El papa que confundió la humildad con el silencio

Los malquerientes de los porteños dirán que el Espíritu Santo obró un extraordinario milagro: ha conseguido que un argentino se vuelva “el papa de la humildad”.

Los malquerientes de los porteños dirán que el Espíritu Santo obró un extraordinario milagro: ha conseguido que un argentino se vuelva “el papa de la humildad”. Yo, que los estimo mucho, pienso que el cardenal Jorge Mario Bergoglio no solo puede dar ejemplo de sencillez a una jerarquía envanecida, sino que estará cerca de los pobres y desesperanzados.

Parece paradójico que el nuevo papa asuma como misión la modestia y la devoción por los desvalidos, condiciones que deberían ser, y fueron, esencia del cristianismo. Pero al ver uno los alamares, los destellos dorados, los botines de raso y las galas del cónclave se da cuenta de que para desmontar el boato de la cúpula eclesial haría falta un equipo de Bergoglios con escobas. El espectáculo deslumbra; pero no se fundó la Iglesia para descrestar peregrinos, sino para buscar el cielo a través del amor al prójimo.

A fin de resaltar las cualidades de Francisco, se cuenta que hasta hace poco, siendo arzobispo de Buenos Aires, se movilizaba en metro, vivía en piezas espartanas y preparaba su propia comida. También visitaba con frecuencia los tugurios y hacía barra al San Lorenzo de Almagro, que hace rato dejó de ser un equipo de fútbol peligroso. Si a lo anterior agregamos que es políglota, que procede de una familia proletaria de inmigrantes, que hizo meteórica carrera en la curia y que no hay jesuita bruto, el nuevo papa aparece adornado de atractivas virtudes.
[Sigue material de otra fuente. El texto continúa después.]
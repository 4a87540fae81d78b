//! Art-Net plugin lifecycle

use crate::config::ArtNetConfig;
use crate::device::ArtNetDevice;
use common::{Device, Error, Interest, Plugin, PluginAdaptor, PluginRegistration, Result};
use std::os::fd::RawFd;
use std::sync::Arc;
use tracing::{error, info, warn};

pub const PLUGIN_NAME: &str = "Art-Net";

const PLUGIN_DESCRIPTION: &str = "\
ArtNet Plugin
----------------------------

This plugin creates a single device with four input and four output ports.
The node binds to the configured address, 0.0.0.0 (all interfaces) unless
set otherwise.

Art-Net has the concept of 'ports' on a device. Each device can support a
maximum of 4 ports in each direction and each port is assigned a universe
address in the range 0-255. When sending data from a port, the data is
addressed to the universe the port is patched to. For example if port 0 is
patched to universe 10, the data will be sent to Art-Net universe 10.

--- Config section: [artnet] ---

enabled = true
bind_address = \"0.0.0.0\"
port = 6454
broadcast_address = \"255.255.255.255\"
destination_port = 6454
short_name = \"dmxd\"
long_name = \"dmxd Art-Net node\"
";

#[derive(Debug, Clone, Copy, PartialEq, Eq)]
pub enum PluginState {
    Disabled,
    Enabled,
}

pub struct ArtNetPlugin {
    adaptor: Arc<dyn PluginAdaptor>,
    config: ArtNetConfig,
    state: PluginState,
    device: Option<Arc<ArtNetDevice>>,
    fds: Vec<RawFd>,
}

impl ArtNetPlugin {
    pub fn new(adaptor: Arc<dyn PluginAdaptor>, config: ArtNetConfig) -> Self {
        Self {
            adaptor,
            config,
            state: PluginState::Disabled,
            device: None,
            fds: Vec::new(),
        }
    }

    pub fn state(&self) -> PluginState {
        self.state
    }

    /// The node, while enabled
    pub fn device(&self) -> Option<&Arc<ArtNetDevice>> {
        self.device.as_ref()
    }

    fn unregister_fds(&mut self) {
        for fd in self.fds.drain(..) {
            if let Err(e) = self.adaptor.unregister_fd(fd, Interest::Read) {
                warn!("Failed to unregister descriptor {}: {}", fd, e);
            }
        }
    }

    /// Bind and publish the node, undoing everything on failure
    fn bring_up(&mut self, device: &Arc<ArtNetDevice>) -> Result<()> {
        device.start()?;

        for fd in device.fds() {
            let registered = self
                .adaptor
                .register_fd(fd, Interest::Read, device.clone());
            if let Err(e) = registered {
                self.unregister_fds();
                let _ = device.stop();
                return Err(e);
            }
            self.fds.push(fd);
        }

        if let Err(e) = self.adaptor.register_device(device.clone()) {
            self.unregister_fds();
            let _ = device.stop();
            return Err(e);
        }
        Ok(())
    }
}

impl Plugin for ArtNetPlugin {
    fn name(&self) -> &str {
        PLUGIN_NAME
    }

    fn description(&self) -> &str {
        PLUGIN_DESCRIPTION
    }

    fn start(&mut self) -> Result<()> {
        if self.state == PluginState::Enabled {
            return Err(Error::AlreadyRunning);
        }
        self.config.validate()?;

        let device = Arc::new(ArtNetDevice::new(self.config.clone()));
        if let Err(e) = self.bring_up(&device) {
            error!("Failed to start {} plugin: {}", PLUGIN_NAME, e);
            return Err(e);
        }

        self.device = Some(device);
        self.state = PluginState::Enabled;
        info!("{} plugin started", PLUGIN_NAME);
        Ok(())
    }

    fn stop(&mut self) -> Result<()> {
        if self.state != PluginState::Enabled {
            return Err(Error::NotRunning);
        }

        self.unregister_fds();

        if let Some(device) = self.device.take() {
            if let Err(e) = device.stop() {
                warn!("Failed to close Art-Net sockets: {}", e);
            }
            if let Err(e) = self.adaptor.unregister_device(device.id()) {
                warn!("Failed to unregister Art-Net device: {}", e);
            }
        }

        self.state = PluginState::Disabled;
        info!("{} plugin stopped", PLUGIN_NAME);
        Ok(())
    }

    fn is_enabled(&self) -> bool {
        self.state == PluginState::Enabled
    }
}

impl Drop for ArtNetPlugin {
    fn drop(&mut self) {
        if self.state == PluginState::Enabled
            && let Err(e) = self.stop()
        {
            warn!("Failed to stop {} plugin on drop: {}", PLUGIN_NAME, e);
        }
    }
}

/// Plugin table entry
pub fn registration(config: ArtNetConfig) -> PluginRegistration {
    PluginRegistration::new(
        PLUGIN_NAME,
        Box::new(move |adaptor| Box::new(ArtNetPlugin::new(adaptor, config.clone()))),
    )
}
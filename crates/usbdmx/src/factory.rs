//! Widget factories
//!
//! A factory recognises one widget model by its USB IDs and, for a matching
//! device, reads enough of it to build a [`Widget`]. Matching is pure; only
//! `create` talks to the device.

use crate::error::{Result, UsbDmxError};
use crate::transport::{BusAddress, DeviceDescriptor, UsbContextAdaptor, UsbDevice, UsbHandle};
use crate::widget::{ModelSpec, Widget, WidgetEvent, WidgetIdentity, WidgetKind, WidgetSettings};
use std::sync::Arc;
use tracing::{debug, info, warn};

/// Receives widgets from factories and removals from discovery
pub trait WidgetObserver {
    /// Take ownership of a new, not yet initialised widget
    ///
    /// Returns false if the widget was rejected (for example because it
    /// failed to initialise).
    fn new_widget(&mut self, widget: Widget) -> bool;

    /// The device that was in `slot` is gone
    fn widget_removed(&mut self, slot: BusAddress);
}

pub trait WidgetFactory: Send {
    fn name(&self) -> &str;

    /// VID/PID check, no I/O
    fn matches(&self, descriptor: &DeviceDescriptor) -> bool;

    /// Build a widget for `device` and hand it to `observer`
    ///
    /// Returns false on any USB error or if the observer rejected the widget.
    fn create(
        &mut self,
        observer: &mut dyn WidgetObserver,
        device: Arc<dyn UsbDevice>,
        descriptor: &DeviceDescriptor,
    ) -> bool;
}

/// Factory for one of the built-in models
pub struct ModelFactory {
    model: &'static ModelSpec,
    name: String,
    context: Arc<dyn UsbContextAdaptor>,
    settings: WidgetSettings,
    events: async_channel::Sender<WidgetEvent>,
    missing_serial_logged: bool,
}

impl ModelFactory {
    pub fn new(
        kind: WidgetKind,
        context: Arc<dyn UsbContextAdaptor>,
        settings: WidgetSettings,
        events: async_channel::Sender<WidgetEvent>,
    ) -> Self {
        Self {
            model: kind.spec(),
            name: format!("{} factory", kind.display_name()),
            context,
            settings,
            events,
            missing_serial_logged: false,
        }
    }

    pub fn kind(&self) -> WidgetKind {
        self.model.kind
    }

    fn check_string(
        &self,
        handle: &dyn UsbHandle,
        slot: BusAddress,
        what: &str,
        index: Option<u8>,
        expected: &str,
    ) -> bool {
        let Some(index) = index else {
            debug!("Device at {} has no {} string", slot, what);
            return false;
        };

        match handle.read_string(index) {
            Ok(actual) if actual == expected => true,
            Ok(actual) => {
                debug!(
                    "Device at {} has {} {:?}, expected {:?}",
                    slot, what, actual, expected
                );
                false
            }
            Err(e) => {
                warn!("Failed to read {} string of device at {}: {}", what, slot, e);
                false
            }
        }
    }

    /// The device's serial number, or `IdentityUnavailable` when it has
    /// none or the string cannot be read
    fn read_serial(
        &self,
        handle: &dyn UsbHandle,
        slot: BusAddress,
        descriptor: &DeviceDescriptor,
    ) -> Result<String> {
        let index = descriptor
            .serial_number_index
            .ok_or(UsbDmxError::IdentityUnavailable(slot))?;
        match handle.read_string(index) {
            Ok(serial) if !serial.trim().is_empty() => Ok(serial.trim().to_string()),
            Ok(_) => Err(UsbDmxError::IdentityUnavailable(slot)),
            Err(e) => {
                debug!("Serial number read failed: {}", e);
                Err(UsbDmxError::IdentityUnavailable(slot))
            }
        }
    }

    fn placeholder_identity(
        &mut self,
        slot: BusAddress,
        descriptor: &DeviceDescriptor,
    ) -> WidgetIdentity {
        if !self.missing_serial_logged {
            warn!(
                "{} at {} has no serial number; using a per-slot placeholder. \
                 Identities of serial-less devices change when they are re-plugged.",
                self.model.kind.display_name(),
                slot
            );
            self.missing_serial_logged = true;
        }
        WidgetIdentity {
            vendor_id: descriptor.vendor_id,
            product_id: descriptor.product_id,
            serial: placeholder_serial(slot),
            serial_synthesized: true,
        }
    }
}

/// Placeholder serial for a device that does not report one
pub fn placeholder_serial(slot: BusAddress) -> String {
    format!("NO-SERIAL-{:03}-{:03}", slot.bus, slot.address)
}

impl WidgetFactory for ModelFactory {
    fn name(&self) -> &str {
        &self.name
    }

    fn matches(&self, descriptor: &DeviceDescriptor) -> bool {
        self.model.kind.matches(descriptor)
    }

    fn create(
        &mut self,
        observer: &mut dyn WidgetObserver,
        device: Arc<dyn UsbDevice>,
        descriptor: &DeviceDescriptor,
    ) -> bool {
        let slot = device.bus_address();

        let handle = match device.open() {
            Ok(handle) => handle,
            Err(e) => {
                warn!(
                    "Failed to open {} at {}: {}",
                    self.model.kind.display_name(),
                    slot,
                    e
                );
                return false;
            }
        };

        if let Some(expected) = self.model.manufacturer
            && !self.check_string(
                handle.as_ref(),
                slot,
                "manufacturer",
                descriptor.manufacturer_index,
                expected,
            )
        {
            return false;
        }
        if let Some(expected) = self.model.product
            && !self.check_string(
                handle.as_ref(),
                slot,
                "product",
                descriptor.product_index,
                expected,
            )
        {
            return false;
        }

        let serial = self.read_serial(handle.as_ref(), slot, descriptor);
        drop(handle);

        let identity = match serial {
            Ok(serial) => WidgetIdentity {
                vendor_id: descriptor.vendor_id,
                product_id: descriptor.product_id,
                serial,
                serial_synthesized: false,
            },
            Err(UsbDmxError::IdentityUnavailable(slot)) => {
                self.placeholder_identity(slot, descriptor)
            }
            Err(e) => {
                warn!("Failed to identify device at {}: {}", slot, e);
                return false;
            }
        };

        info!(
            "Found {} at {}: {}",
            self.model.kind.display_name(),
            slot,
            identity
        );

        let widget = Widget::new(
            self.model.kind,
            identity,
            device,
            self.context.clone(),
            self.settings,
            self.events.clone(),
        );
        observer.new_widget(widget)
    }
}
El problema es que no basta con acompañar en silencio a los pobres: hay que defenderlos y señalar a quienes los explotan. Es en esta materia donde surgen dudas y reservas sobre el pontífice che. Los religiosos vinculados a la teología de la liberación no vacilaban en denunciar a los opresores. Hélder Câmara, el diminuto obispo brasileño, nunca dejó de condenar el capitalismo salvaje y siempre hizo oír su voz contra las condiciones de sometimiento y miseria de sus hermanos desposeídos. Cuando tuvo que volverse un dolor de cabeza para el sistema neoliberal que impusieron en Brasil los economistas de la escuela de Chicago, lo hizo. Y cuando le tocó enfrentarse a la dictadura militar, se enfrentó. Sabía que su condición de jerarca implicaba riesgos y deberes, y no fue inferior a ellos.

Bergoglio optó por una posición muy distinta. Su actitud durante los tiempos de la junta que asesinó, torturó o desapareció a 30.000 argentinos fue discreta y condescendiente. Nunca una condena valerosa, nunca un enfrentamiento incómodo. Afirmó que ignoraba el robo de bebés de militantes de izquierda para regalarlos a amigos de la dictadura, pero hay evidencias que revelan lo contrario. Ahora cuentan que salvó vidas en secreto y gestionó entre bambalinas la libertad de algunos ciudadanos. Sin embargo, no debió de ser muy satisfactoria su labor cuando la Iglesia argentina, con él a la cabeza, pidió perdón años después por haber sido “indulgente” con los sátrapas que “lesionaron libertades democráticas”.

Francisco estuvo blandito, pasó medio agachado, no superó la prueba ácida. Algunos lo excusan diciendo que el nuevo pontífice tiene un “estilo suave”. Sin embargo, hay que ver con qué fiereza ha combatido las leyes argentinas que reconocen el matrimonio homosexual o los derechos de la mujer sobre su cuerpo. En este terreno no vaciló en chocar con el gobierno de los Kirchner, encabezar manifestaciones y lanzar homilías condenatorias. Tanto alboroto ahora y tanta mudez antes hacen pensar que, pese a ser latinoamericano, tomar mate y orar en español, el papa argentino está más próximo al Vaticano que a la bonaerense plaza de Mayo, donde desfilaban las víctimas de esa dictadura que él no combatió.